» Activity
On how many lines of these entries does the word "RcBlock" occur? State the number alone.

*** Begin section ***

//! UNUserNotificationCenter wrapper.

use std::cell::RefCell;
use std::ptr::NonNull;

use block2::RcBlock;
use objc2::rc::Retained;
use objc2::runtime::{Bool, ProtocolObject};
use objc2_foundation::{NSArray, NSError, NSSet, NSString};
use objc2_user_notifications::{
    UNAuthorizationOptions, UNAuthorizationStatus, UNNotificationCategory, UNNotificationRequest,
    UNNotificationSettings, UNUserNotificationCenter, UNUserNotificationCenterDelegate,
};
use tokio::sync::oneshot;

use super::error::NotificationError;

pub struct NotificationCenter;

impl NotificationCenter {
    #[must_use]
    pub fn current() -> Retained<UNUserNotificationCenter> {
        UNUserNotificationCenter::currentNotificationCenter()
    }

    pub async fn request_authorization() -> Result<bool, NotificationError> {
        let (tx, rx) = oneshot::channel::<Result<bool, NotificationError>>();

        let options = UNAuthorizationOptions::Alert
            | UNAuthorizationOptions::Sound
            | UNAuthorizationOptions::TimeSensitive;

        let cb = RefCell::new(Some(tx));
        let block = RcBlock::new(move |granted: Bool, error: *mut NSError| {
            if let Some(sender) = cb.borrow_mut().take() {
                let result = match unsafe { error.as_ref() } {
                    Some(err) => Err(NotificationError::AuthorizationFailed(
                        err.localizedDescription().to_string(),
                    )),
                    None => Ok(granted.as_bool()),
                };
                let _ = sender.send(result);
            }
        });

        Self::current().requestAuthorizationWithOptions_completionHandler(options, &block);

        rx.await
            .map_err(|_| NotificationError::InitializationFailed("Channel closed".to_string()))?
    }

    pub async fn get_authorization_status() -> Result<UNAuthorizationStatus, NotificationError> {
        let (tx, rx) = oneshot::channel::<UNAuthorizationStatus>();

        let cb = RefCell::new(Some(tx));
        let block = RcBlock::new(move |settings: NonNull<UNNotificationSettings>| {
            if let Some(sender) = cb.borrow_mut().take() {
                let status = unsafe { settings.as_ref().authorizationStatus() };
                let _ = sender.send(status);
            }
        });

        Self::current().getNotificationSettingsWithCompletionHandler(&block);

        rx.await
            .map_err(|_| NotificationError::InitializationFailed("Channel closed".to_string()))
    }

    pub async fn is_authorized() -> Result<bool, NotificationError> {
        let status = Self::get_authorization_status().await?;
        Ok(matches!(
            status,
            UNAuthorizationStatus::Authorized
                | UNAuthorizationStatus::Provisional
                | UNAuthorizationStatus::Ephemeral
        ))
    }

    pub fn set_notification_categories(categories: &[Retained<UNNotificationCategory>]) {
        let refs: Vec<&UNNotificationCategory> = categories.iter().map(|c| c.as_ref()).collect();
        let categories_set: Retained<NSSet<UNNotificationCategory>> = NSSet::from_slice(&refs);

        Self::current().setNotificationCategories(&categories_set);
    }

    pub fn set_delegate(delegate: &ProtocolObject<dyn UNUserNotificationCenterDelegate>) {
        Self::current().setDelegate(Some(delegate));
    }

    /// Submits a request without waiting for the result.
    ///
    /// Delivery failures are reported asynchronously and only logged.
    pub fn submit_request(request: &UNNotificationRequest) {
        let block = RcBlock::new(move |error: *mut NSError| {
            if let Some(err) = unsafe { error.as_ref() } {
                tracing::warn!(
                    "{}",
                    NotificationError::SendFailed(err.localizedDescription().to_string())
                );
            }
        });

        Self::current().addNotificationRequest_withCompletionHandler(request, Some(&block));
    }

    /// Removes delivered and pending notifications with the given identifier.
    pub fn remove_notification(identifier: &str) {
        let identifier = NSString::from_str(identifier);
        let identifiers: Retained<NSArray<NSString>> = NSArray::from_slice(&[&*identifier]);

        let center = Self::current();
        center.removeDeliveredNotificationsWithIdentifiers(&identifiers);
        center.removePendingNotificationRequestsWithIdentifiers(&identifiers);
    }
}
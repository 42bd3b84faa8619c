//! Sound system error types.
//!
//! Every variant is recoverable from the session's point of view: a missing
//! or undecodable file falls back to the bundled tone, and an unusable
//! device leaves the alarm ringing through vibration and the notification.

use thiserror::Error;

/// Errors that can occur while resolving or playing alarm audio.
#[derive(Debug, Error)]
pub enum SoundError {
    /// Audio device is not available (e.g., no speakers connected).
    #[error("オーディオデバイスが利用できません: {0}")]
    DeviceNotAvailable(String),

    /// Sound file was not found at the specified path.
    #[error("サウンドファイルが見つかりません: {0}")]
    FileNotFound(String),

    /// The audio reference is malformed or uses an unsupported scheme.
    #[error("無効なオーディオ参照です: {0}")]
    InvalidReference(String),

    /// Failed to decode the audio file.
    #[error("サウンドファイルのデコードに失敗しました: {0}")]
    DecodeError(String),

    /// Failed to create the audio output stream.
    #[error("オーディオストリームの作成に失敗しました: {0}")]
    StreamError(String),

    /// Generic sound playback error.
    #[error("サウンド再生エラー: {0}")]
    PlaybackError(String),
}

impl SoundError {
    /// Returns true if this error is related to device availability.
    #[must_use]
    pub fn is_device_error(&self) -> bool {
        matches!(self, Self::DeviceNotAvailable(_) | Self::StreamError(_))
    }

    /// Returns true if this error is related to the audio reference or file.
    #[must_use]
    pub fn is_source_error(&self) -> bool {
        matches!(
            self,
            Self::FileNotFound(_) | Self::InvalidReference(_) | Self::DecodeError(_)
        )
    }

    /// Returns a user-friendly suggestion for resolving this error.
    #[must_use]
    pub fn suggestion(&self) -> &'static str {
        match self {
            Self::DeviceNotAvailable(_) => "オーディオデバイスを接続してください",
            Self::FileNotFound(_) => "内蔵のアラーム音で再生します",
            Self::InvalidReference(_) => "content://、file:// またはファイルパスを指定してください",
            Self::DecodeError(_) => "サウンドファイルが破損している可能性があります",
            Self::StreamError(_) => "オーディオ設定を確認してください",
            Self::PlaybackError(_) => "デーモンを再起動してください",
        }
    }
}
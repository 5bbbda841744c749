//! Hardware Asset Repository - Abstract persistence for HardwareAssets
//!
//! Writes touch only the hardware row. The employee and software it points
//! at are referenced by id and never rewritten through this trait.

use crate::model::hardware_asset::HardwareAsset;
use crate::model::ids::{EmployeeId, HardwareAssetId, SoftwareAssetId};
use crate::repository::RepositoryError;

pub trait HardwareAssetRepository {
    /// Store a new hardware asset and return it with its assigned id
    fn insert_hardware(
        &mut self,
        hardware: HardwareAsset,
    ) -> Result<HardwareAsset, RepositoryError>;

    /// Overwrite the stored hardware asset with the same id
    fn update_hardware(&mut self, hardware: &HardwareAsset) -> Result<(), RepositoryError>;

    fn delete_hardware(&mut self, id: HardwareAssetId) -> Result<(), RepositoryError>;

    fn find_hardware(&self, id: HardwareAssetId) -> Result<Option<HardwareAsset>, RepositoryError>;

    /// Hardware held by one employee, ordered by id
    fn hardware_for_employee(
        &self,
        employee_id: EmployeeId,
    ) -> Result<Vec<HardwareAsset>, RepositoryError>;

    /// Hardware linked to one software package, ordered by id
    fn hardware_for_software(
        &self,
        software_id: SoftwareAssetId,
    ) -> Result<Vec<HardwareAsset>, RepositoryError>;
}
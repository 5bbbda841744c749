//! Domain Models - The vocabulary of AssetDesk
//!
//! Entities are built through constructors that return `Result`, and every
//! mutator validates before it assigns. An entity value that exists is an
//! entity value that passed its field rules.
//!
//! Relationships are held as ids. Writing an employee never re-serializes
//! its department; writing a hardware asset never touches its software.

pub mod account;
pub mod department;
pub mod employee;
pub mod hardware_asset;
pub mod ids;
pub mod software_asset;
//! # AssetDesk Domain Layer
//!
//! Entity validation and relationship integrity for the asset inventory.
//!
//! ## Architecture
//!
//! ```text
//! ┌─────────────────────────────────────────────────────────────────┐
//! │                    Domain Layer (This Crate)                     │
//! │  ┌─────────────────────────────────────────────────────────────┐│
//! │  │  validation  - Field rules (length, character class, range) ││
//! │  │  model/      - Entities with validating constructors        ││
//! │  │  repository/ - Persistence Gateway traits (ports)           ││
//! │  │  service/    - LinkResolver, AdminPolicy                    ││
//! │  │  error       - InventoryError and its kinds                 ││
//! │  └─────────────────────────────────────────────────────────────┘│
//! └─────────────────────────────────────────────────────────────────┘
//! ```
//!
//! Nothing here performs I/O. Storage arrives through the repository
//! traits; hashing and sessions live in `assetdesk-usecase`.

pub mod error;
pub mod model;
pub mod repository;
pub mod service;
pub mod validation;

// Re-export commonly used types
pub use error::{
    EntityKind, FieldValidationError, InventoryError, RelationshipPreconditionError,
    ValidationFailure,
};

pub use model::{
    account::{Account, PasswordHash},
    department::Department,
    employee::{Employee, EmployeeInput},
    hardware_asset::{HardwareAsset, HardwareAssetInput, SoftwareLink},
    ids::{AccountId, DepartmentId, EmployeeId, HardwareAssetId, SoftwareAssetId, IT_DEPARTMENT_ID},
    software_asset::{SoftwareAsset, SoftwareKey},
};

pub use repository::{
    AccountRepository, DepartmentRepository, EmployeeRepository, HardwareAssetRepository,
    RepositoryError, SoftwareAssetRepository, UnitOfWork,
};

pub use service::{
    admin_policy::AdminPolicy,
    link_resolver::{LinkOutcome, LinkResolver, Resolution, SoftwareInstallation},
};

*** End section ***

» Written answer
4